Stored items:
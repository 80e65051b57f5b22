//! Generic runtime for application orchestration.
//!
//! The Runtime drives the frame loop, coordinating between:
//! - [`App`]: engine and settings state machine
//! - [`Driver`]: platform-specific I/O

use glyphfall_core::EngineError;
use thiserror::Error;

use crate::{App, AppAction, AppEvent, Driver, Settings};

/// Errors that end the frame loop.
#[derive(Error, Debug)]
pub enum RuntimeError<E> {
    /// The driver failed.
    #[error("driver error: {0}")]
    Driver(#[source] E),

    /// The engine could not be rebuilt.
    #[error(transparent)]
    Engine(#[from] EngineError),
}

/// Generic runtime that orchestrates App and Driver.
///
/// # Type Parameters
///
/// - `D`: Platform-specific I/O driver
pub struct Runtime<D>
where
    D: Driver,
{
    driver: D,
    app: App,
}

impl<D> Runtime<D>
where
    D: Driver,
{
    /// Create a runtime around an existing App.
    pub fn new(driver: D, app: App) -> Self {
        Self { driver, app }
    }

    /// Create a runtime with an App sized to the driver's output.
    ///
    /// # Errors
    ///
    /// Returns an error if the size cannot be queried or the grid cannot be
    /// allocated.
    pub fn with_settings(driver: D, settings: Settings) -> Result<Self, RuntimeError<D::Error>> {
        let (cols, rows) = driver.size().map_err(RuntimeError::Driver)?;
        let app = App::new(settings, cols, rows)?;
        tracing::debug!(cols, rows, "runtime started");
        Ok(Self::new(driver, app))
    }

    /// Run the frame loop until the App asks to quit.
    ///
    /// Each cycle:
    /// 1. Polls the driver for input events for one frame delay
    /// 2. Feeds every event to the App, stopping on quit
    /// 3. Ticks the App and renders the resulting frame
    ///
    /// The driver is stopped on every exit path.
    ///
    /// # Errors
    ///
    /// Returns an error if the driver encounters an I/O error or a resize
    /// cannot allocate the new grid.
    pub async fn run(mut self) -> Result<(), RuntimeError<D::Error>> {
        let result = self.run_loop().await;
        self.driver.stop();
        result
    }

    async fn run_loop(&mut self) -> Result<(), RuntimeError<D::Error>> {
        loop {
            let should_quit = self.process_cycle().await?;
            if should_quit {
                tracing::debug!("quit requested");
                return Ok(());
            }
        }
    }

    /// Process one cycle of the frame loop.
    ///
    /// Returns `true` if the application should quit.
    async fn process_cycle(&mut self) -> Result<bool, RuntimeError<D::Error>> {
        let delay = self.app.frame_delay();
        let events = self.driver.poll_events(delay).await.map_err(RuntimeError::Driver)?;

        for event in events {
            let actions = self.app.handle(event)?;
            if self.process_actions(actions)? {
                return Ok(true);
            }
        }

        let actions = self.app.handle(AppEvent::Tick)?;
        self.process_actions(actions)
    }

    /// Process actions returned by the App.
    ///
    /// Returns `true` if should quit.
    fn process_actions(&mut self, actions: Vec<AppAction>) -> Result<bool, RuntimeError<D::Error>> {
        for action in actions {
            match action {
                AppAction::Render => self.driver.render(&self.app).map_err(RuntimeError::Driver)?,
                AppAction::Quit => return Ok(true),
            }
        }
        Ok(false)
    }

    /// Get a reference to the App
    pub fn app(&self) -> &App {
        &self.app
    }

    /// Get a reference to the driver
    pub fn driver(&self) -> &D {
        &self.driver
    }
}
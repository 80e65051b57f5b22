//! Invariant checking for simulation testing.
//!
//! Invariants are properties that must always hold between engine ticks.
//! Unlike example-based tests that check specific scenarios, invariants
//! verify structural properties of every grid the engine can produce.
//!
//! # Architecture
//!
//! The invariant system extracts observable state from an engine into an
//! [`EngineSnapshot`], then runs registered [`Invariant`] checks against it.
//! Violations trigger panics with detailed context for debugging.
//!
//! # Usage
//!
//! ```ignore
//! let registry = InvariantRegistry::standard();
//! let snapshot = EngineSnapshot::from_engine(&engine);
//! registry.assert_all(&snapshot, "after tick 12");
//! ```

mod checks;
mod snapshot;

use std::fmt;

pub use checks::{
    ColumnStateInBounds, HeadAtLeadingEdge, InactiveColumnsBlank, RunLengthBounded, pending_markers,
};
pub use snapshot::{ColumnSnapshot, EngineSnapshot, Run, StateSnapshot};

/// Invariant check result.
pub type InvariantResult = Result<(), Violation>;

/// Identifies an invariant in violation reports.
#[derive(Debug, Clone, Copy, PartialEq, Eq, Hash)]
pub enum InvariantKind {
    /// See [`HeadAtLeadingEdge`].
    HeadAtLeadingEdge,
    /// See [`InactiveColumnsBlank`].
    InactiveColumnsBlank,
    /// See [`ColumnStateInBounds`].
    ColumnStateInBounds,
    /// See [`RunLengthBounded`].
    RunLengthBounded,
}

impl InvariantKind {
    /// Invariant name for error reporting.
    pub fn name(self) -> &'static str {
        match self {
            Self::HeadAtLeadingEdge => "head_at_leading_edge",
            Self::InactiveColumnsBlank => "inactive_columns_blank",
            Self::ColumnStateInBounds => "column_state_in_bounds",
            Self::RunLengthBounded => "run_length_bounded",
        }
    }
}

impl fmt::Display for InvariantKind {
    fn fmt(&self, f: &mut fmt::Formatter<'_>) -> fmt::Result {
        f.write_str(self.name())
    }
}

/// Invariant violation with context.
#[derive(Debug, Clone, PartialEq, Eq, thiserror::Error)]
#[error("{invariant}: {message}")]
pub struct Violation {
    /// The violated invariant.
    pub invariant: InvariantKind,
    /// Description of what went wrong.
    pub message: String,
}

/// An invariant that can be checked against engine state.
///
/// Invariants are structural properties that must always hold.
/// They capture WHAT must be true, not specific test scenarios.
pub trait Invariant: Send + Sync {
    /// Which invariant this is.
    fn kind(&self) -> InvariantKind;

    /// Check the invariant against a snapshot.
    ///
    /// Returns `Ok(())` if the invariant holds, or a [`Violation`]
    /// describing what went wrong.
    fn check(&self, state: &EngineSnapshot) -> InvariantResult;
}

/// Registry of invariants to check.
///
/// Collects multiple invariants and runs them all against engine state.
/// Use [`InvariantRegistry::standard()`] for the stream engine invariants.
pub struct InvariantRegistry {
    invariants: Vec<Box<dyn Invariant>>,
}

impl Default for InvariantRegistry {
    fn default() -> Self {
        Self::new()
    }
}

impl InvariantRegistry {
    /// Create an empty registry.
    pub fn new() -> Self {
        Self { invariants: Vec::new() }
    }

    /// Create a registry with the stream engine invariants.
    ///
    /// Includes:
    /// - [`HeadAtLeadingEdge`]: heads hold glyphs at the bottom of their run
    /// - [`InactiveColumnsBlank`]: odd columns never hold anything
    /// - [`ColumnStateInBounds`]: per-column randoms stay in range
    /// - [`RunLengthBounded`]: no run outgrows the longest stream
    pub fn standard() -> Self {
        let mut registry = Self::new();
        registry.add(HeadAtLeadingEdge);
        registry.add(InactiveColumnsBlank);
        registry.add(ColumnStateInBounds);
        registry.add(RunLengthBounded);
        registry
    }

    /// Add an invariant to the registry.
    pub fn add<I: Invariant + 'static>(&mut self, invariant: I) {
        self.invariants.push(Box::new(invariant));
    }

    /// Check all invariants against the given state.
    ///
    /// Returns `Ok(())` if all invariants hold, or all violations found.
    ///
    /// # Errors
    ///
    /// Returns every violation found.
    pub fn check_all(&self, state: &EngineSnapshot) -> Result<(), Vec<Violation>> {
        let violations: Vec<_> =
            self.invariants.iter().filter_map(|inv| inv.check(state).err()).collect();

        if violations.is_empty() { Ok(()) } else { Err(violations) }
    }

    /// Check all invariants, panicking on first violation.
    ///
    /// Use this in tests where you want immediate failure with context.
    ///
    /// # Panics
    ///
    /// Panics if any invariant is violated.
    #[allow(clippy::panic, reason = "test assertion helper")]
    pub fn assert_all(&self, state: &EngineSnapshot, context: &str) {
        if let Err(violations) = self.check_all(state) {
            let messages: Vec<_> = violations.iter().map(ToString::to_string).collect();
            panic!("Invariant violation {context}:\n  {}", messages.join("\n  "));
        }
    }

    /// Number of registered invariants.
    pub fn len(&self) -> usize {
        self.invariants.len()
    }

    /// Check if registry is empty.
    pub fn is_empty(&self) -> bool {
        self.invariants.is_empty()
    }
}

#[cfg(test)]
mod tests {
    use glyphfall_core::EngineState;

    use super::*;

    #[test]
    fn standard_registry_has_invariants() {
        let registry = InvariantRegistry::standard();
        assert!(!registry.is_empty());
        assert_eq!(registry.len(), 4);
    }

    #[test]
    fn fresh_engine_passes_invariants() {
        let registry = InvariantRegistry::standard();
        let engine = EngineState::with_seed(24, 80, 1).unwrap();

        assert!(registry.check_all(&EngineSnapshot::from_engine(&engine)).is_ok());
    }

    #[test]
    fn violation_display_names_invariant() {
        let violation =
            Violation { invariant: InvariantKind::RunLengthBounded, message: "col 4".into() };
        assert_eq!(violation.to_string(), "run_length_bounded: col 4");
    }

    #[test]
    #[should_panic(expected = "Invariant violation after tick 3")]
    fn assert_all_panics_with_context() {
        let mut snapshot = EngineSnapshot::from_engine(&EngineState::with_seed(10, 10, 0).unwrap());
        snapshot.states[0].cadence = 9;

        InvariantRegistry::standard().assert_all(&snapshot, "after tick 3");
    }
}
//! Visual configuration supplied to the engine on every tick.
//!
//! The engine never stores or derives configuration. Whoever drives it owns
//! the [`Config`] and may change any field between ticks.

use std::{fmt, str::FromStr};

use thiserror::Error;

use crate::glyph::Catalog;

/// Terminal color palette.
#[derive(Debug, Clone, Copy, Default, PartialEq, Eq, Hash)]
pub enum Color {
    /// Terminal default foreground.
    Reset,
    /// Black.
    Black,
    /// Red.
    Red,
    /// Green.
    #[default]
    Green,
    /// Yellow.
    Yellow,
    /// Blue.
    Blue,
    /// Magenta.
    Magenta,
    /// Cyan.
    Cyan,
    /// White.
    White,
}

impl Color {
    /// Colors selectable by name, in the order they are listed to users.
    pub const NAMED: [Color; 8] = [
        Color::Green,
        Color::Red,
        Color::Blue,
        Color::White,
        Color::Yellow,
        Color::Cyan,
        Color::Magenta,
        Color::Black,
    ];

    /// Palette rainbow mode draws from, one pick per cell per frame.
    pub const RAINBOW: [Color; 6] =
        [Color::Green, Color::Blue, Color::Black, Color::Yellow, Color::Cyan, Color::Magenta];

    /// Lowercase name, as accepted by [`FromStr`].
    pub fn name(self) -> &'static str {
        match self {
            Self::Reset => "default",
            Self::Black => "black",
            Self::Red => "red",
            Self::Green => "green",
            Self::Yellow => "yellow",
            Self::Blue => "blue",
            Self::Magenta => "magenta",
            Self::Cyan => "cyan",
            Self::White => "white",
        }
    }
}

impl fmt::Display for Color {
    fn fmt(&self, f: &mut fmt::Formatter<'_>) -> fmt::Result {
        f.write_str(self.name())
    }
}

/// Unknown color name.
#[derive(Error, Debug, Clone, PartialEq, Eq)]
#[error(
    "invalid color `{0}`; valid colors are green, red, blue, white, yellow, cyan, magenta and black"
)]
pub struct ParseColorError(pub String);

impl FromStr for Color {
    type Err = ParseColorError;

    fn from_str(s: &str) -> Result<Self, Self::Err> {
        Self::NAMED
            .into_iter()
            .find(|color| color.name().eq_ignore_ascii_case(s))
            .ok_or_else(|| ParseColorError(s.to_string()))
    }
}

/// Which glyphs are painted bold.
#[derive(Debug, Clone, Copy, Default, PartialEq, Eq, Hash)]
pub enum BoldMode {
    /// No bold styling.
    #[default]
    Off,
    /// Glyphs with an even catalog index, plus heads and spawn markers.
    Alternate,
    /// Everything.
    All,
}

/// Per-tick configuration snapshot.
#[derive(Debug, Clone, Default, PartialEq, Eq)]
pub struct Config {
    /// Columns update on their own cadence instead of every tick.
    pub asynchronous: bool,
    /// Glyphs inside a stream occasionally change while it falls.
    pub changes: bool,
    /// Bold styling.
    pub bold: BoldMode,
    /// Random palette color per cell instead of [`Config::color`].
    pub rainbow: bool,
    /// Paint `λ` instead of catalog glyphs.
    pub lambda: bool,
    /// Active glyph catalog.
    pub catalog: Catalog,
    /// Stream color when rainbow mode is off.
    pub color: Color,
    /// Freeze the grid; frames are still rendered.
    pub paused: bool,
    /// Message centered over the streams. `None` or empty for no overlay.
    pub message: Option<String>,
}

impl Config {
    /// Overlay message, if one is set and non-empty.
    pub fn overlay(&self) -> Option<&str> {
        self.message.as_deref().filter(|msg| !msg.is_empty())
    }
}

**Requirement:** Determine the number of lines in the entries above where the string "reference" appears. Answer with the number alone.

**Response to the exercise:** 2